Within the entries below, find each line containing the word "void" and copy it.

──────── SUPPLIED RECORDS

#[test]
fn non_literal_division_is_deferred_to_runtime() {
    let f = function(
        "div",
        vec![("a", named("i32")), ("b", named("i32"))],
        Some(named("i32")),
        vec![ret(Some(binary(ast::BinaryOp::Div, name("a"), name("b"))))],
    );
    let module = compile(vec![ast::Item::Function(f)]).expect("no compile-time diagnostic");
    let text = function_text(&module.emit(), "div");
    assert!(text.contains("sdiv"), "{text}");
}

#[test]
fn elaboration_is_reproducible() {
    let build = || {
        vec![
            ast::Item::Class(class(
                "P",
                vec![],
                vec![property("x", named("i32"))],
            )),
            ast::Item::Function(function(
                "main",
                vec![],
                Some(named("i32")),
                vec![
                    let_stmt("p", None, Some(class_init("P", vec![("x", int(3))]))),
                    ret(Some(member(name("p"), "x"))),
                ],
            )),
        ]
    };
    let first = compile(build()).expect("compiles cleanly").emit();
    let second = compile(build()).expect("compiles cleanly").emit();
    assert_eq!(first, second, "same tree must yield identical module bytes");
}

#[test]
fn variadic_tail_passes_by_value_after_load() {
    // extern fn log(level: i32, ...);
    let mut log = function("log", vec![("level", named("i32"))], None, vec![]);
    log.variadic = true;
    log.body = None;

    let main = function(
        "main",
        vec![],
        None,
        vec![expr_stmt(call(name("log"), vec![int(1), int(2), int(3)]))],
    );

    let module = compile(vec![
        ast::Item::Function(log),
        ast::Item::Function(main),
    ])
    .expect("compiles cleanly");
    let text = module.emit();
    assert!(text.contains("declare void @log(i32 %level0, ...)"), "{text}");
    assert!(function_text(&text, "main").contains("call void @log(i32 1, i32 2, i32 3)"));
}

#[test]
fn inline_asm_passes_through_unvalidated() {
    let main = function(
        "main",
        vec![("x", named("i64"))],
        None,
        vec![expr_stmt(ast::Expr::Asm(ast::AsmExpr {
            template: "nop ; $0".to_string(),
            constraints: "r".to_string(),
            inputs: vec![name("x")],
            span: Span::DUMMY,
        }))],
    );
    let module = compile(vec![ast::Item::Function(main)]).expect("compiles cleanly");
    let text = function_text(&module.emit(), "main");
    assert!(text.contains("asm \"nop ; $0\", \"r\"("), "{text}");
}

#[test]
fn for_loop_uses_the_next_protocol() {
    // class Step { ok: bool; value: i32; }
    // class Once { done: bool; fn next(): Step { return Step{}; } }
    let step = class(
        "Step",
        vec![],
        vec![property("ok", named("bool")), property("value", named("i32"))],
    );
    let next = function(
        "next",
        vec![],
        Some(named("Step")),
        vec![ret(Some(class_init("Step", vec![])))],
    );
    let once = class(
        "Once",
        vec![],
        vec![property("done", named("bool")), method(next)],
    );
    let main = function(
        "main",
        vec![],
        None,
        vec![
            let_stmt("it", None, Some(class_init("Once", vec![]))),
            ast::Stmt::For(ast::ForStmt {
                binding: sym("x"),
                iter: name("it"),
                body: block(vec![]),
                span: Span::DUMMY,
            }),
        ],
    );

    let module = compile(vec![
        ast::Item::Class(step),
        ast::Item::Class(once),
        ast::Item::Function(main),
    ])
    .expect("compiles cleanly");
    let text = function_text(&module.emit(), "main");
    assert!(text.contains("; for.cond"));
    assert!(text.contains("@Once.next("), "header calls next():\n{text}");
}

────────────────

> SOLUTION FOR THIS PROBLEM
    assert!(text.contains("declare void @log(i32 %level0, ...)"), "{text}");
    assert!(function_text(&text, "main").contains("call void @log(i32 1, i32 2, i32 3)"));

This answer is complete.